Yokohama est une ville affreuse et le théâtre est un peu vétuste. Kay nous rejoint. Ouf ! Ce soir, je dois toucher un paquet de fric qu’il va falloir trimballer jusqu’à Tokyo. C’est le métier ! La tournée est si serrée que nos valises, transportées avec le matériel dans le camion, ne vont même plus dans les hôtels. On se change dans les loges. Le linge sale s’accumule ! Tous les hôtels sont sur le même moule avec deux cintres, une baignoire formant sabot mais très profonde, une TV et un réchaud à thé dans chaque minuscule chambre. Pourtant, les doubles ne sont souvent que des single où l’on a ajouté un lit, au risque qu’il soit devenu impossible d’y marcher par terre. Ces gens sont petits, que voulez-vous, et quand ils quittent leurs chez eux, ça n’est pas souvent pour un mois.

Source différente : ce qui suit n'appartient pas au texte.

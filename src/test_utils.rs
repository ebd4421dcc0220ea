//! In-memory doubles of the remote APIs
use std::collections::VecDeque;
use std::pin::Pin;
use std::sync::atomic::{AtomicUsize, Ordering};
use std::sync::Mutex;

use crate::errors::{BackupError, BackupErrorKind};
use crate::platform::{
    MigrationApi, MigrationJob, MigrationOptions, MigrationState, RepositoryLister, RepositoryPage,
};

/// Scripted migration API recording every call
pub(crate) struct FakeMigrationApi {
    /// Id given to the started migration
    pub job_id: u64,
    /// States returned by successive status polls
    pub states: Mutex<VecDeque<String>>,
    /// Archive url of the exported migration
    pub archive_url: String,
    /// Fail the start call
    pub fail_start: bool,
    /// Repositories that fail to unlock
    pub fail_unlock: Vec<String>,
    /// Fail the delete call
    pub fail_delete: bool,
    /// Options of every start call
    pub started: Mutex<Vec<MigrationOptions>>,
    /// Calls other than start, in order
    pub log: Mutex<Vec<String>>,
}

impl FakeMigrationApi {
    /// New fake answering `states` to the status polls
    pub fn new(job_id: u64, states: &[&str]) -> Self {
        Self {
            job_id,
            states: Mutex::new(states.iter().map(|s| s.to_string()).collect()),
            archive_url: "https://x/archive.tar.gz".to_string(),
            fail_start: false,
            fail_unlock: vec![],
            fail_delete: false,
            started: Mutex::new(vec![]),
            log: Mutex::new(vec![]),
        }
    }

    /// Recorded calls
    pub fn calls(&self) -> Vec<String> {
        self.log.lock().unwrap().clone()
    }

    /// Record a call
    fn record(&self, call: String) {
        self.log.lock().unwrap().push(call);
    }
}

impl MigrationApi for FakeMigrationApi {
    fn start_migration(
        &self,
        _organization: &str,
        options: MigrationOptions,
    ) -> Pin<Box<dyn std::future::Future<Output = Result<MigrationJob, BackupError>> + Send + '_>>
    {
        Box::pin(async move {
            self.started.lock().unwrap().push(options);
            if self.fail_start {
                return Err(BackupError::new(BackupErrorKind::Reqwest).with_text("Forbidden"));
            }
            Ok(MigrationJob {
                id: self.job_id,
                state: MigrationState::Pending,
            })
        })
    }

    fn migration_status(
        &self,
        _organization: &str,
        id: u64,
    ) -> Pin<Box<dyn std::future::Future<Output = Result<MigrationState, BackupError>> + Send + '_>>
    {
        Box::pin(async move {
            self.record(format!("status {id}"));
            match self.states.lock().unwrap().pop_front() {
                Some(state) => Ok(MigrationState::from(state.as_str())),
                None => Err(BackupError::new(BackupErrorKind::Reqwest).with_text("no more states")),
            }
        })
    }

    fn archive_url(
        &self,
        _organization: &str,
        id: u64,
    ) -> Pin<Box<dyn std::future::Future<Output = Result<String, BackupError>> + Send + '_>> {
        Box::pin(async move {
            self.record(format!("archive_url {id}"));
            Ok(self.archive_url.clone())
        })
    }

    fn unlock_repo(
        &self,
        _organization: &str,
        id: u64,
        repo_name: &str,
    ) -> Pin<Box<dyn std::future::Future<Output = Result<(), BackupError>> + Send + '_>> {
        let repo_name = repo_name.to_string();
        Box::pin(async move {
            self.record(format!("unlock {id} {repo_name}"));
            if self.fail_unlock.contains(&repo_name) {
                return Err(BackupError::new(BackupErrorKind::Unlock).with_text("Not Found"));
            }
            Ok(())
        })
    }

    fn delete_migration(
        &self,
        _organization: &str,
        id: u64,
    ) -> Pin<Box<dyn std::future::Future<Output = Result<(), BackupError>> + Send + '_>> {
        Box::pin(async move {
            self.record(format!("delete {id}"));
            if self.fail_delete {
                return Err(BackupError::new(BackupErrorKind::Cleanup).with_text("Gone"));
            }
            Ok(())
        })
    }
}

/// Single page lister counting its calls
pub(crate) struct CountingLister {
    /// Names returned
    pub names: Vec<String>,
    /// Number of calls
    pub calls: AtomicUsize,
}

impl CountingLister {
    /// New lister returning `names`
    pub fn new(names: &[&str]) -> Self {
        Self {
            names: names.iter().map(|s| s.to_string()).collect(),
            calls: AtomicUsize::new(0),
        }
    }

    /// Number of calls so far
    pub fn call_count(&self) -> usize {
        self.calls.load(Ordering::SeqCst)
    }
}

impl RepositoryLister for CountingLister {
    fn list_page(
        &self,
        _organization: &str,
        _after: Option<String>,
    ) -> Pin<Box<dyn std::future::Future<Output = Result<RepositoryPage, BackupError>> + Send + '_>>
    {
        self.calls.fetch_add(1, Ordering::SeqCst);
        let page = RepositoryPage {
            names: self.names.clone(),
            end_cursor: None,
            has_next_page: false,
        };
        Box::pin(async move { Ok(page) })
    }
}
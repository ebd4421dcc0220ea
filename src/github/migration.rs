//! Github migration payloads
use serde::{Deserialize, Serialize};

use crate::platform::{MigrationJob, MigrationState};

/// Github Migration, as returned by the start and status endpoints
#[derive(Deserialize, Serialize, Default, Debug, Clone)]
pub struct MigrationGithub {
    /// Migration ID
    pub id: u64,

    /// Migration state (pending, exporting, exported, failed)
    pub state: String,
}

impl From<MigrationGithub> for MigrationJob {
    fn from(migration: MigrationGithub) -> Self {
        MigrationJob {
            id: migration.id,
            state: MigrationState::from(migration.state.as_str()),
        }
    }
}
//! Utility functions
use std::time::{SystemTime, UNIX_EPOCH};

use crate::errors::{BackupError, BackupErrorKind};

/// Seconds since the unix epoch
pub(crate) fn unix_timestamp() -> u64 {
    SystemTime::now()
        .duration_since(UNIX_EPOCH)
        .map(|d| d.as_secs())
        .unwrap_or(0)
}

/// File name of the archive of a backup started at `timestamp`
pub(crate) fn archive_name(timestamp: u64) -> String {
    format!("backup.{timestamp}.tar.gz")
}

/// Get password from the user
pub(crate) fn get_password() -> Result<String, BackupError> {
    rpassword::read_password()
        .map_err(|e| BackupError::from(e).with_kind(BackupErrorKind::Configuration))
}
// src/main.rs
use axum::{extract::Extension, middleware, Router};
use dotenv::dotenv;
use reqwest::Client;
use sqlx::sqlite::{SqliteConnectOptions, SqliteJournalMode, SqlitePoolOptions};
use std::path::PathBuf;
use std::time::Duration;
use std::{net::SocketAddr, str::FromStr, sync::Arc};
use tokio::{net::TcpListener, sync::RwLock};
use tower_http::{cors::CorsLayer, trace::TraceLayer};
use tracing::{info, warn};
use tracing_subscriber::EnvFilter;

// ============================================================================
// MODULE IMPORTS
// ============================================================================

mod accounts;
mod auth;
mod church;
mod common;
mod events;
mod functions;
mod gallery;
mod logging_middleware;
mod messages;
mod notifications;
mod videos;

use common::{AppState, Config};

// ============================================================================
// MAIN APPLICATION ENTRY POINT
// ============================================================================

#[tokio::main]
async fn main() -> anyhow::Result<()> {
    dotenv().ok();

    tracing_subscriber::fmt()
        .with_env_filter(
            EnvFilter::try_from_default_env().unwrap_or_else(|_| EnvFilter::new("info")),
        )
        .with_target(false)
        .init();

    // ========================================================================
    // ENVIRONMENT CONFIGURATION
    // ========================================================================

    let config = Config::from_env()?;
    info!(
        port = config.port,
        uploads_dir = %config.uploads_dir.display(),
        google_sign_in = config.google.is_some(),
        service_account = config.service_account.is_some(),
        "Configuration loaded"
    );

    // ========================================================================
    // DIRECTORY SETUP
    // ========================================================================

    tokio::fs::create_dir_all(config.gallery_dir()).await?;

    // ========================================================================
    // DATABASE SETUP
    // ========================================================================

    if let Some(path_part) = config.database_url.strip_prefix("sqlite://") {
        let path_without_params = path_part.split('?').next().unwrap_or("");
        if !path_without_params.is_empty() && !path_without_params.starts_with(':') {
            let db_path = PathBuf::from(path_without_params);
            if let Some(parent) = db_path.parent() {
                if !parent.as_os_str().is_empty() {
                    tokio::fs::create_dir_all(parent).await?;
                }
            }
        }
    }

    // Writers queue on the busy timeout instead of failing as locked
    let connect_options = SqliteConnectOptions::from_str(&config.database_url)?
        .create_if_missing(true)
        .journal_mode(SqliteJournalMode::Wal)
        .busy_timeout(Duration::from_secs(10));
    let pool = SqlitePoolOptions::new()
        .connect_with(connect_options)
        .await?;

    common::migrations::run_migrations(&pool).await?;

    // ========================================================================
    // APPLICATION STATE
    // ========================================================================

    let http_client = Client::builder().no_proxy().build()?;
    let cors_origins = config.cors_origins.clone();
    let port = config.port;

    let app_state = AppState::new(pool, http_client, config);

    notifications::spawn_request_watcher(&app_state);
    info!("Admin request watcher started");

    let shared = Arc::new(RwLock::new(app_state));

    // ========================================================================
    // ROUTER COMPOSITION
    // ========================================================================

    let app = Router::new()
        // ====================================================================
        // AUTHENTICATION ROUTES (sign-up, sign-in, Google, session)
        // ====================================================================
        .merge(auth::auth_routes())
        // ====================================================================
        // ACCOUNT ROUTES (profiles, admin requests, roles)
        // ====================================================================
        .merge(accounts::account_routes())
        // ====================================================================
        // PRIVILEGED FUNCTIONS (delete-user)
        // ====================================================================
        .merge(functions::function_routes())
        // ====================================================================
        // REAL-TIME ADMIN FEED
        // ====================================================================
        .merge(notifications::notification_routes())
        // ====================================================================
        // CONTENT ROUTES (events, videos, contact, church info, gallery)
        // ====================================================================
        .merge(events::event_routes())
        .merge(videos::video_routes())
        .merge(messages::message_routes())
        .merge(church::church_routes())
        .merge(gallery::gallery_routes())
        // ====================================================================
        // MIDDLEWARE AND LAYERS
        // ====================================================================
        .layer(middleware::from_fn(logging_middleware::log_request_response))
        .layer(Extension(shared))
        .layer({
            let origins: Vec<axum::http::HeaderValue> = cors_origins
                .iter()
                .filter_map(|origin| match origin.parse() {
                    Ok(value) => Some(value),
                    Err(_) => {
                        warn!(origin = %origin, "Ignoring invalid CORS origin");
                        None
                    }
                })
                .collect();

            CorsLayer::new()
                .allow_origin(origins)
                .allow_methods([
                    axum::http::Method::GET,
                    axum::http::Method::POST,
                    axum::http::Method::PUT,
                    axum::http::Method::DELETE,
                    axum::http::Method::OPTIONS,
                ])
                .allow_headers([
                    axum::http::header::CONTENT_TYPE,
                    axum::http::header::AUTHORIZATION,
                ])
                .allow_credentials(true)
        })
        .layer(
            TraceLayer::new_for_http().make_span_with(|request: &axum::extract::Request| {
                tracing::debug_span!(
                    "request",
                    method = %request.method(),
                    uri = %logging_middleware::redact_uri(request.uri()),
                    version = ?request.version(),
                )
            }),
        );

    // ========================================================================
    // SERVER STARTUP
    // ========================================================================

    let addr = SocketAddr::from(([0, 0, 0, 0], port));
    info!("Listening on {}", addr);
    let listener = TcpListener::bind(addr).await?;
    axum::serve(listener, app.into_make_service()).await?;

    Ok(())
}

À Yokohama, le théâtre a mille deux places. Les prix sont quatre mille et trois mille Yens. Trois cents personnes ont loué. Il entre environ trois cents cinquante spectateurs. Le démarrage est dur, mais le succès est réel, à la fin. C’est Madame Nakatsubo qui m’apporte les sous convenus. Je découvre à cette occasion que le Franc a encore baissé.
Elle aimerait faire venir le CARMEN de Brook pour l’ouverture du théâtre que les magasins Soibu inaugureront en 1985. Six cents places. Espace multimédia. Elle a écrit à Micheline Rozan, mais sans réponse. L’acheteur serait le richissime Monsieur Tsutsumi, qui possède, outre les magasins bien connus, des chemins de fer, des hôtels etc… Elle pense aussi que SORTILÈGE du TSE intéresserait les Japonais. J’essayerai d’y envoyer Key à son prochain passage à Paris.
Le soir, Kay a retenu deux places à la Tente Rouge, où Kala Juro présente « La Femme de ménage ». Kay pense toutefois que « La fille au pair » serait une meilleure traduction. Un longue queue s’étire sous la pluie devant le chapiteau, mais j’ai le privilège d’entrer dans le lieu en priorité. C’est une mince faveur, car il faut se déchausser, mettre ses godasses dans un sac en plastique qu’on garde avec soi,… et s’asseoir par terre ! Vitez aurait été content. C’est encore plus terroriste qu’à Ivry. Et pour moi, c’est dur car mon genou va mieux, mais quand même, l’idée de l’ankyloser pendant deux heures en position repliée ne me sourit guère. D’autant que les aboyeurs engueulent les spectateurs qui s’étalent. Ils hurlent en japonais, mais ça doit donner à peu près quelque chose comme : « Bande de cons, pouvez pas vous tasser. Allez, serrez-vous, y’a encore trois cents personnes à faire rentrer. Nom de Dieu, faut-il que j’vous tape dessus ? ». Dociles, les Japonais qui composent le public, jeune dans l’ensemble, s’emboîtent les uns dans les autres. Moi je me suis adossé à un mât et je me suis assis sur mon imperméable, au risque de le salir et le froisser. Je ne suis pas très à l’aise et je préfèrerais profiter de l’entracte pour voir la deuxième partie debout du fond de la salle. Je verrai d’ailleurs beaucoup mieux dans cette position qu’à travers les têtes des assis et des agenouillés.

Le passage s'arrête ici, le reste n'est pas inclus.